Air-Gapped Deployment#

This guide covers deploying Scout in air-gapped environments where production nodes do not have internet access.

Overview#

Scout supports air-gapped deployments through a staging node architecture. Ansible automatically deploys a K3s cluster and Harbor registry on the staging node, which acts as a proxy between the internet and your production cluster.

Architecture#

┌──────────────┐         ┌──────────────────────────────┐
│   Internet   │────────▶│  Staging Node                │
└──────────────┘         │  - K3s cluster (standalone)  │
                         │  - Harbor registry proxy     │
                         └──────────────────────────────┘
┌───────────────────────┐                 │ HTTPS (registry)
│  Ansible Control Node │                 │
│  ("Jump Node")        │                 │
│  - Helm CLI           │                 │
│  - Scout repo         │                 │
│  - Kubeconfig access  │                 │
└───────────┬───────────┘                 │
            │ K8s API                     │
            │                             │
            ▼                             ▼
┌─────────────────────────────────────────────────────────┐
│  Production K3s Cluster                                 │
│  - No internet access                                   │
│  - Pulls images via Harbor                              │
│  - Managed by Ansible from jump node                    │
└─────────────────────────────────────────────────────────┘

How it works:

  • Harbor pull-through proxy automatically caches container images from the internet

  • Production nodes pull images through Harbor without needing internet access

  • K3s artifacts are downloaded to the Ansible control node and distributed to air-gapped production nodes

  • SELinux packages are downloaded via a Kubernetes Job on the staging cluster

Requirements#

Operating System#

Critical: Production K3s nodes must run Rocky Linux 9 (or compatible RHEL 9-based distribution).

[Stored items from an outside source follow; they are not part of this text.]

use chrono::{Days, NaiveDate};
use std::fmt;
use std::str::FromStr;

use crate::services::AccountError;

/// How long an account stays usable.
#[derive(Debug, Clone, Copy, PartialEq, Eq)]
pub enum Lifetime {
    /// Number of days from today. The account stays usable through the
    /// last day, so the stored expiration is `today + days + 1`.
    Days(u32),

    /// Explicit expiration date.
    Until(NaiveDate),
}

impl Lifetime {
    /// Parses a day count (`"30"`) or an ISO-8601 date (`"2025-06-30"`).
    pub fn parse(input: &str) -> Result<Self, AccountError> {
        let input = input.trim();

        if !input.is_empty() && input.chars().all(|c| c.is_ascii_digit()) {
            return input
                .parse::<u32>()
                .map(Self::Days)
                .map_err(|e| AccountError::InvalidLifetime(format!("{input}: {e}")));
        }

        Self::from_date_str(input)
    }

    /// Parses an ISO-8601 date. The string must pass [`check_date_format`]
    /// and name a real calendar day.
    pub fn from_date_str(input: &str) -> Result<Self, AccountError> {
        if !check_date_format(input) {
            return Err(AccountError::MalformedDate(input.to_string()));
        }

        NaiveDate::parse_from_str(input, "%Y-%m-%d")
            .map(Self::Until)
            .map_err(|_| AccountError::MalformedDate(input.to_string()))
    }

    /// A zero day count carries no lifetime at all.
    #[must_use]
    pub const fn is_empty(&self) -> bool {
        matches!(self, Self::Days(0))
    }

    pub fn expiration_date(&self, today: NaiveDate) -> Result<NaiveDate, AccountError> {
        match *self {
            Self::Days(days) => today
                .checked_add_days(Days::new(u64::from(days) + 1))
                .ok_or_else(|| AccountError::InvalidLifetime(format!("{days} days is out of range"))),
            Self::Until(date) => Ok(date),
        }
    }
}

impl FromStr for Lifetime {
    type Err = AccountError;

    fn from_str(s: &str) -> Result<Self, Self::Err> {
        Self::parse(s)
    }
}

impl fmt::Display for Lifetime {
    fn fmt(&self, f: &mut fmt::Formatter<'_>) -> fmt::Result {
        match self {
            Self::Days(days) => write!(f, "{days} days"),
            Self::Until(date) => write!(f, "until {date}"),
        }
    }
}

/// Shape check for `YYYY-MM-DD`: ten characters with dashes at offsets 4 and 7.
///
/// Does not look at the digits, so `"2024-13-40"` passes. Calendar validity is
/// enforced separately by [`Lifetime::from_date_str`].
#[must_use]
pub fn check_date_format(input: &str) -> bool {
    let bytes = input.as_bytes();
    bytes.len() == 10 && bytes[4] == b'-' && bytes[7] == b'-'
}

This requirement exists because air-gapped installations download SELinux packages (k3s-selinux and container-selinux) from Rancher’s repository using a Kubernetes Job that runs Rocky Linux 9 containers. The downloaded packages must match the production node OS to ensure compatibility.

Staging Node#

  • Internet access for downloading artifacts and container images

  • Separate physical or virtual machine from production cluster

  • Sufficient storage for Harbor registry cache (recommend 100Gi+)

  • SSH access from Ansible control node

  • Rocky Linux 9 (recommended for consistency, but not strictly required)

Production Nodes#

  • Rocky Linux 9 (required)

  • No internet access needed

  • Network connectivity to staging node Harbor registry

  • SSH access from Ansible control node

Ansible Control Node#

  • Network access to both staging and production K8s API servers (port 6443)

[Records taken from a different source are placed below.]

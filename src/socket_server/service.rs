//! Service entry points
//!
//! `CacheService` is the surface the transport layer calls into. It ties the
//! connection registry, the subscription store and the dispatcher together
//! and turns their errors into the `Ack` responses invokers see.

use std::sync::Arc;
use std::time::Duration;

use crate::error::{Result, ServiceError};
use crate::schema::FileRecord;
use crate::socket_server::connection_registry::{ConnectionRegistry, Registration, Transport};
use crate::socket_server::dispatcher::InvalidationDispatcher;
use crate::socket_server::protocol::Ack;
use crate::socket_server::subscription_store::{SubscribeOutcome, SubscriptionStore};
use crate::store::DocumentStore;

/// Reply to a notification for a file nobody subscribed to
pub const NO_SUBSCRIBERS_MESSAGE: &str = "Uh, thanks but I have no subscribers for that file..";

pub struct CacheService {
    registry: Arc<ConnectionRegistry>,
    subscriptions: SubscriptionStore,
    dispatcher: InvalidationDispatcher,
}

impl CacheService {
    pub fn new(store: Arc<dyn DocumentStore>, registry: Arc<ConnectionRegistry>, send_timeout: Duration) -> Self {
        Self {
            subscriptions: SubscriptionStore::new(store, Arc::clone(&registry)),
            dispatcher: InvalidationDispatcher::new(Arc::clone(&registry), send_timeout),
            registry,
        }
    }

    pub fn registry(&self) -> &Arc<ConnectionRegistry> {
        &self.registry
    }

    /// Bind a client identity to its transport
    pub fn on_connect(&self, client_id: &str, transport: Transport) -> Result<Registration> {
        self.registry.register(client_id, transport)
    }

    pub async fn on_subscribe(&self, client_id: &str, file_id: &str) -> Ack {
        match self.subscriptions.subscribe(file_id, client_id).await {
            Ok(SubscribeOutcome::Added) => Ack::ok(format!(
                "{} has been successfully subscribed to {}",
                client_id, file_id
            )),
            Ok(SubscribeOutcome::AlreadySubscribed) => Ack::ok(format!(
                "{} is already subscribed to {}",
                client_id, file_id
            )),
            Err(e @ ServiceError::NoLiveConnection { .. }) => {
                tracing::info!("Rejected subscribe to {}: {}", file_id, e);
                Ack::failed(format!(
                    "{} must open a socket before subscribing to {}",
                    client_id, file_id
                ))
            }
            Err(e) => {
                tracing::error!("Error saving a cache entry for {}: {}", file_id, e);
                Ack::failed(format!("Error saving a cache entry for {}", file_id))
            }
        }
    }

    pub async fn on_unsubscribe(&self, client_id: &str, file_id: &str) -> Ack {
        match self.subscriptions.unsubscribe(file_id, client_id).await {
            Ok(true) => Ack::ok(format!(
                "{} has been successfully unsubscribed from {}",
                client_id, file_id
            )),
            Ok(false) => Ack::ok(format!("{} was not subscribed to {}", client_id, file_id)),
            Err(ServiceError::FileNotFound { .. }) => {
                tracing::info!("File {} has no subscribers", file_id);
                Ack::failed(format!("File {} has no subscribers", file_id))
            }
            Err(e) => {
                tracing::error!("Error saving a cache entry for {}: {}", file_id, e);
                Ack::failed(format!("Error saving a cache entry for {}", file_id))
            }
        }
    }

    /// A file changed upstream: update its version and notify live subscribers.
    ///
    /// Unknown files are an informational success. A persistence failure is
    /// reported, but invalidations already sent are not recalled.
    pub async fn on_file_updated(&self, file_id: &str, version: u64) -> Ack {
        let pending = match self.subscriptions.record_update(file_id, version).await {
            Ok(pending) => pending,
            Err(ServiceError::FileNotFound { .. }) => {
                tracing::info!("Update for {} with no subscribers", file_id);
                return Ack::ok(NO_SUBSCRIBERS_MESSAGE);
            }
            Err(e) => {
                tracing::error!("Error loading cache entry for {}: {}", file_id, e);
                return Ack::failed(format!(
                    "Error updating a cache entry for {} to version {}",
                    file_id, version
                ));
            }
        };

        tracing::debug!(
            "Updating {} from version {} to {}",
            file_id,
            pending.previous_version(),
            version
        );
        self.dispatcher
            .dispatch(file_id, version, pending.subscribers())
            .await;

        match pending.commit() {
            Ok(_) => Ack::ok(format!(
                "Updated {} to version {}, notifying clients",
                file_id, version
            )),
            Err(e) => {
                tracing::error!(
                    "Error updating a cache entry for {} to version {}: {}",
                    file_id,
                    version,
                    e
                );
                Ack::failed(format!(
                    "Error updating a cache entry for {} to version {}",
                    file_id, version
                ))
            }
        }
    }

    pub async fn on_query_subscribers(&self, file_id: &str) -> Result<FileRecord> {
        self.subscriptions.get_subscribers(file_id).await
    }
}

  • kubectl command-line tool installed

  • Ansible kubernetes.core collection installed

  • Internet access (for downloading Helm charts and k3s artifacts to control node)

Network Connectivity#

  • Production nodes → Staging Harbor (HTTPS, typically port 443 but configurable in the inventory)

  • Ansible control → Staging K8s API (port 6443)

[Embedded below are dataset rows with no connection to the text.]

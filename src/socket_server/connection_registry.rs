//! Live connection registry
//!
//! Maps each client identity to its single live transport. The registry is
//! owned by the daemon and shared as `Arc<ConnectionRegistry>`; it is the
//! only mutable state shared between connection tasks.
//!
//! # Lifecycle
//!
//! `register` returns a [`Registration`] guard. The connection task holds it
//! for as long as the socket is open; when the task ends (close frame, read
//! error, heartbeat timeout) the guard is dropped and the entry is removed
//! before the task yields again.

use std::collections::hash_map::Entry;
use std::collections::HashMap;
use std::sync::Arc;
use std::time::Duration;

use parking_lot::RwLock;
use tokio::sync::mpsc;
use tokio::sync::mpsc::error::SendTimeoutError;

use crate::error::{Result, ServiceError};
use crate::schema::ClientId;
use crate::socket_server::protocol::ServerMessage;

/// Outbound half of a client transport. The connection's writer task owns
/// the receiving end and forwards frames to the socket.
pub type Transport = mpsc::Sender<ServerMessage>;

/// Handle to one registered transport
#[derive(Debug, Clone)]
pub struct ClientHandle {
    connection_id: String,
    sender: Transport,
}

impl ClientHandle {
    pub fn connection_id(&self) -> &str {
        &self.connection_id
    }

    /// True once the writer side has gone away
    pub fn is_closed(&self) -> bool {
        self.sender.is_closed()
    }

    /// Queue a message, waiting at most `timeout` for queue space
    pub async fn send(&self, client_id: &str, msg: ServerMessage, timeout: Duration) -> Result<()> {
        self.sender
            .send_timeout(msg, timeout)
            .await
            .map_err(|e| ServiceError::TransportSendFailure {
                client_id: client_id.to_string(),
                message: match e {
                    SendTimeoutError::Timeout(_) => format!("timed out after {:?}", timeout),
                    SendTimeoutError::Closed(_) => "transport closed".to_string(),
                },
            })
    }
}

/// Registry of live client transports
#[derive(Default)]
pub struct ConnectionRegistry {
    clients: RwLock<HashMap<ClientId, ClientHandle>>,
}

impl ConnectionRegistry {
    /// Create a new empty registry
    pub fn new() -> Self {
        Self::default()
    }

    /// Bind `client_id` to `transport`.
    ///
    /// Fails with `AlreadyConnected` if the identity already has a live
    /// transport; the existing entry is left untouched. The check and the
    /// insert happen under one write lock.
    pub fn register(self: &Arc<Self>, client_id: &str, transport: Transport) -> Result<Registration> {
        let connection_id = format!("conn_{}", uuid::Uuid::new_v4().simple());

        {
            let mut clients = self.clients.write();
            match clients.entry(client_id.to_string()) {
                Entry::Occupied(mut existing) => {
                    if !existing.get().is_closed() {
                        return Err(ServiceError::AlreadyConnected {
                            client_id: client_id.to_string(),
                        });
                    }
                    // Writer already gone; its guard is about to clean up.
                    tracing::debug!(
                        "Replacing closed transport {} for {}",
                        existing.get().connection_id,
                        client_id
                    );
                    existing.insert(ClientHandle {
                        connection_id: connection_id.clone(),
                        sender: transport,
                    });
                }
                Entry::Vacant(slot) => {
                    slot.insert(ClientHandle {
                        connection_id: connection_id.clone(),
                        sender: transport,
                    });
                }
            }
        }

        tracing::info!(
            "Registered {} as {} ({} connected)",
            client_id,
            connection_id,
            self.len()
        );
        Ok(Registration {
            registry: Arc::clone(self),
            client_id: client_id.to_string(),
            connection_id,
        })
    }

    /// Live transport for a client, if any
    pub fn lookup(&self, client_id: &str) -> Option<ClientHandle> {
        self.clients
            .read()
            .get(client_id)
            .filter(|handle| !handle.is_closed())
            .cloned()
    }

    pub fn is_connected(&self, client_id: &str) -> bool {
        self.lookup(client_id).is_some()
    }

    /// Remove a client's entry. Returns false if it was already absent.
    pub fn deregister(&self, client_id: &str) -> bool {
        let removed = self.clients.write().remove(client_id).is_some();
        if removed {
            tracing::info!("Deregistered {}", client_id);
        }
        removed
    }

    /// Remove the entry only if it still belongs to `connection_id`
    fn deregister_connection(&self, client_id: &str, connection_id: &str) -> bool {
        let mut clients = self.clients.write();
        match clients.get(client_id) {
            Some(handle) if handle.connection_id == connection_id => {
                clients.remove(client_id);
                tracing::info!("Deregistered {} ({})", client_id, connection_id);
                true
            }
            _ => false,
        }
    }

    pub fn len(&self) -> usize {
        self.clients.read().len()
    }

    pub fn is_empty(&self) -> bool {
        self.clients.read().is_empty()
    }
}

/// Registration guard; dropping it removes the client's entry
pub struct Registration {
    registry: Arc<ConnectionRegistry>,
    client_id: ClientId,
    connection_id: String,
}

impl Registration {
    pub fn client_id(&self) -> &str {
        &self.client_id
    }

    pub fn connection_id(&self) -> &str {
        &self.connection_id
    }
}

impl std::fmt::Debug for Registration {
    fn fmt(&self, f: &mut std::fmt::Formatter<'_>) -> std::fmt::Result {
        f.debug_struct("Registration")
            .field("client_id", &self.client_id)
            .field("connection_id", &self.connection_id)
            .finish()
    }
}

impl Drop for Registration {
    fn drop(&mut self) {
        self.registry
            .deregister_connection(&self.client_id, &self.connection_id);
    }
}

  • Ansible control → Production K8s API (port 6443)

  • Ansible control → All nodes (SSH, port 22)

Staging Host Configuration#

Adding Staging to Inventory#

Add a staging group to your inventory.yaml:

staging:
  hosts:
    staging.example.edu:
      ansible_host: staging
      ansible_python_interpreter: /usr/bin/python3
  vars:
    # K3s cluster join token for staging cluster
    staging_k3s_token: !vault |
          $ANSIBLE_VAULT;1.1;AES256
          ...encrypted token...

    # Harbor admin password
    harbor_admin_password: !vault |
          $ANSIBLE_VAULT;1.1;AES256
          ...encrypted password...

    # Storage size for Harbor registry cache
    harbor_storage_size: 100Gi

Required Variables#

Variable

Description

staging_k3s_token

Cluster join token for the staging K3s cluster (separate from production k3s_token)

harbor_admin_password

Admin password for Harbor web UI and API

harbor_storage_size

Persistent volume size for cached images (recommend 100Gi minimum)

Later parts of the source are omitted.